Japan navy showcases warships amid spat with China

ABOARD THE JS YUDACHI: Japan’s navy marked its 60th anniversary with a major exercise Sunday intended to show off its maritime strength. The display comes amid a tense territorial dispute with China.
About 40 ships — including state-of-the-art destroyers, hovercraft able to launch assaults on rough coastlines and new conventionally powered submarines — took part in Fleet Review 2012, the maritime equivalent of a military parade. About 30 naval aircraft, mostly helicopters, also participated.
Japan’s navy was joined by warships from the United States, Singapore and Australia. Representatives from more than 20 countries, including China, also attended the event staged in waters south of Tokyo.
Prime Minister Yoshihiko Noda, who watched aboard the destroyer JS Kurama, said Japan faces “severe” challenges to its security, though he did not specifically mention the dispute with Beijing over islands in the East China Sea.
Noda called on the sailors taking part in the exercise, which is held every three years but was expanded this year because of the 60th anniversary, to be prepared to face “new responsibilities” as the security situation around the country changes.
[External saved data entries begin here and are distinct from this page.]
//! Service startup: tracing, adapter selection and the HTTP stack.
//!
//! `main` only calls into this module, so integration tests can build the
//! same router the binary serves.

use std::sync::Arc;
use std::time::Duration;

use axum::http::{HeaderName, HeaderValue, Method};
use axum::routing::get;
use axum::Router;
use sqlx::postgres::{PgPool, PgPoolOptions};
use thiserror::Error;
use tower::ServiceBuilder;
use tower_http::compression::CompressionLayer;
use tower_http::cors::{AllowOrigin, CorsLayer};
use tower_http::request_id::{MakeRequestUuid, PropagateRequestIdLayer, SetRequestIdLayer};
use tower_http::timeout::TimeoutLayer;
use tower_http::trace::TraceLayer;
use tracing_subscriber::{layer::SubscriberExt, util::SubscriberInitExt, EnvFilter};

use crate::adapters::events::LoggingEventPublisher;
use crate::adapters::http::{checkout_router, health, CheckoutAppState};
use crate::adapters::memory::{
    InMemoryCatalog, InMemoryOrderRepository, InMemoryWebhookEventRepository,
};
use crate::adapters::postgres::{
    PostgresOrderRepository, PostgresProductCatalog, PostgresStockReservations,
    PostgresWebhookEventRepository,
};
use crate::adapters::stripe::{MockPaymentGateway, StripeConfig, StripePaymentAdapter};
use crate::application::{
    CheckoutServiceImpl, CreatePaymentIntentHandler, PlaceOrderHandler, PlaceOrderSettings,
};
use crate::config::{AppConfig, ConfigError, DatabaseConfig, LogFormat, ServerConfig};
use crate::domain::foundation::Timestamp;
use crate::ports::{
    EventPublisher, OrderRepository, PaymentGateway, ProductCatalog, StockReservations,
    WebhookEventRepository,
};

const REQUEST_ID_HEADER: &str = "x-request-id";

/// How often processed webhook events past retention are purged.
const PURGE_INTERVAL: Duration = Duration::from_secs(60 * 60);

#[derive(Debug, Error)]
pub enum StartupError {
    #[error(transparent)]
    Config(#[from] ConfigError),

    #[error("Database connection failed: {0}")]
    Database(#[from] sqlx::Error),

    #[error("Migration failed: {0}")]
    Migration(#[from] sqlx::migrate::MigrateError),

    #[error("Server error: {0}")]
    Io(#[from] std::io::Error),
}

/// Installs the global subscriber. `RUST_LOG` overrides the configured filter.
pub fn init_tracing(server: &ServerConfig) {
    let env_filter =
        EnvFilter::try_from_default_env().unwrap_or_else(|_| EnvFilter::new(&server.log_level));

    let json = server.log_format == LogFormat::Json;
    let json_layer = json.then(|| tracing_subscriber::fmt::layer().json().flatten_event(true));
    let text_layer = (!json).then(tracing_subscriber::fmt::layer);

    tracing_subscriber::registry()
        .with(env_filter)
        .with(json_layer)
        .with(text_layer)
        .init();
}

/// Port implementations chosen from configuration.
pub struct Adapters {
    pub orders: Arc<dyn OrderRepository>,
    pub catalog: Arc<dyn ProductCatalog>,
    pub stock: Arc<dyn StockReservations>,
    pub gateway: Arc<dyn PaymentGateway>,
    pub processed_webhooks: Arc<dyn WebhookEventRepository>,
    pub event_publisher: Arc<dyn EventPublisher>,
}

impl Adapters {
    /// Postgres when a database is configured, in-memory otherwise; Stripe
    /// when both keys are set, the mock gateway otherwise. The mock is
    /// refused in front of a database unless `payment.use_mock_gateway` is set.
    pub async fn from_config(config: &AppConfig) -> Result<Self, StartupError> {
        config.check_gateway().map_err(ConfigError::from)?;

        let gateway: Arc<dyn PaymentGateway> =
            match StripeConfig::from_payment_config(&config.payment) {
                Some(stripe) => {
                    tracing::info!(
                        test_mode = config.payment.is_test_mode(),
                        "Using Stripe payment gateway"
                    );
                    Arc::new(StripePaymentAdapter::new(stripe))
                }
                None => {
                    tracing::warn!("Stripe keys not configured, using mock payment gateway");
                    Arc::new(MockPaymentGateway::new())
                }
            };
        let event_publisher: Arc<dyn EventPublisher> = Arc::new(LoggingEventPublisher::new());

        match &config.database {
            Some(database) => {
                let pool = connect(database).await?;
                Ok(Self {
                    orders: Arc::new(PostgresOrderRepository::new(pool.clone())),
                    catalog: Arc::new(PostgresProductCatalog::new(pool.clone())),
                    stock: Arc::new(PostgresStockReservations::new(pool.clone())),
                    gateway,
                    processed_webhooks: Arc::new(PostgresWebhookEventRepository::new(pool)),
                    event_publisher,
                })
            }
            None => {
                tracing::warn!("No database configured, using in-memory adapters");
                let catalog = Arc::new(InMemoryCatalog::new());
                Ok(Self {
                    orders: Arc::new(InMemoryOrderRepository::new()),
                    catalog: catalog.clone(),
                    stock: catalog,
                    gateway,
                    processed_webhooks: Arc::new(InMemoryWebhookEventRepository::new()),
                    event_publisher,
                })
            }
        }
    }
}

/// Opens the pool and applies pending migrations when enabled.
pub async fn connect(database: &DatabaseConfig) -> Result<PgPool, StartupError> {
    let pool = PgPoolOptions::new()
        .min_connections(database.min_connections)
        .max_connections(database.max_connections)
        .acquire_timeout(database.acquire_timeout())
        .idle_timeout(database.idle_timeout())
        .connect(&database.url)
        .await?;
    tracing::info!(url = %database.redacted_url(), "Database pool created");

    if database.run_migrations {
        sqlx::migrate!("./migrations").run(&pool).await?;
        tracing::info!("Database migrations applied");
    }
    Ok(pool)
}

/// Wires the checkout service over `adapters`.
pub fn build_state(adapters: Adapters, config: &AppConfig) -> CheckoutAppState {
    let retry = config.checkout.retry_policy();
    let settings = PlaceOrderSettings {
        currency: config.payment.currency.to_lowercase(),
        max_items: config.checkout.max_items_per_order,
        reject_price_changes: config.checkout.reject_price_changes,
        retry,
    };

    let place_order = PlaceOrderHandler::new(
        adapters.orders.clone(),
        adapters.catalog,
        adapters.stock.clone(),
        adapters.gateway.clone(),
        adapters.event_publisher.clone(),
    )
    .with_settings(settings);
    let create_intent = CreatePaymentIntentHandler::new(adapters.gateway.clone()).with_retry(retry);

    CheckoutAppState {
        checkout: Arc::new(CheckoutServiceImpl::new(
            Arc::new(place_order),
            Arc::new(create_intent),
        )),
        orders: adapters.orders,
        stock: adapters.stock,
        gateway: adapters.gateway,
        processed_webhooks: adapters.processed_webhooks,
        event_publisher: adapters.event_publisher,
    }
}

/// The full HTTP application: API routes, health check and middleware.
pub fn build_router(state: CheckoutAppState, server: &ServerConfig) -> Router {
    let request_id = HeaderName::from_static(REQUEST_ID_HEADER);

    let middleware = ServiceBuilder::new()
        .layer(SetRequestIdLayer::new(request_id.clone(), MakeRequestUuid))
        .layer(TraceLayer::new_for_http())
        .layer(PropagateRequestIdLayer::new(request_id))
        .layer(TimeoutLayer::new(server.request_timeout()))
        .layer(CompressionLayer::new())
        .layer(cors_layer(server));

    Router::new()
        .route("/health", get(health))
        .nest("/api", checkout_router())
        .with_state(state)
        .layer(middleware)
}

fn cors_layer(server: &ServerConfig) -> CorsLayer {
    let origins: Vec<HeaderValue> = server
        .cors_origins_list()
        .iter()
        .filter_map(|origin| match HeaderValue::from_str(origin) {
            Ok(value) => Some(value),
            Err(_) => {
                tracing::warn!(origin = %origin, "Ignoring invalid CORS origin");
                None
            }
        })
        .collect();

    CorsLayer::new()
        .allow_origin(AllowOrigin::list(origins))
        .allow_methods([Method::GET, Method::POST])
        .allow_headers([axum::http::header::CONTENT_TYPE])
}

/// Periodically deletes ledger entries older than `retention_days`.
pub fn spawn_webhook_purge(
    processed: Arc<dyn WebhookEventRepository>,
    retention_days: u32,
) -> tokio::task::JoinHandle<()> {
    tokio::spawn(async move {
        let mut interval = tokio::time::interval(PURGE_INTERVAL);
        loop {
            interval.tick().await;
            let retention = chrono::Duration::days(i64::from(retention_days));
            let cutoff = Timestamp::from_datetime(chrono::Utc::now() - retention);
            match processed.delete_before(cutoff).await {
                Ok(0) => {}
                Ok(deleted) => tracing::info!(deleted, "Purged processed webhook events"),
                Err(e) => tracing::warn!(error = %e, "Webhook event purge failed"),
            }
        }
    })
}

/// Resolves on Ctrl+C or SIGTERM.
pub async fn shutdown_signal() {
    let ctrl_c = async {
        if let Err(e) = tokio::signal::ctrl_c().await {
            tracing::error!(error = %e, "Failed to listen for Ctrl+C");
        }
    };

    #[cfg(unix)]
    let terminate = async {
        match tokio::signal::unix::signal(tokio::signal::unix::SignalKind::terminate()) {
            Ok(mut signal) => {
                signal.recv().await;
            }
            Err(e) => {
                tracing::error!(error = %e, "Failed to install SIGTERM handler");
                std::future::pending::<()>().await;
            }
        }
    };

    #[cfg(not(unix))]
    let terminate = std::future::pending::<()>();

    tokio::select! {
        () = ctrl_c => {},
        () = terminate => {},
    }
    tracing::info!("Shutdown signal received");
}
Japan’s navy — formally called the Maritime Self-Defense Force — is among the best-equipped and best-trained in the world. As part of a post-World War II mutual defense pact, Japan also hosts the US 7th Fleet, which includes the USS George Washington aircraft carrier battle group.
But Tokyo has been alarmed in recent years by the rise of neighboring China’s naval forces, which some strategists say could upset the regional status quo and erode Japan’s ability to credibly deter challenges to the freedom of key sea lanes.
Concerns over a growing assertiveness in China’s foreign policy, meanwhile, have further fueled calls for Tokyo to beef up its military defenses.
Such fears have escalated this year amid the two countries’ rival claims to the disputed islands, called Senkaku in Japan and Diaoyu in China. The islands are small and uninhabited, but are surrounded by rich fishing grounds and possibly lucrative reserves of natural gas.
Largely in response, Japan is strengthening its naval fleet by acquiring amphibious landing craft and is also mulling the purchase of unmanned drones to improve its offshore surveillance capabilities.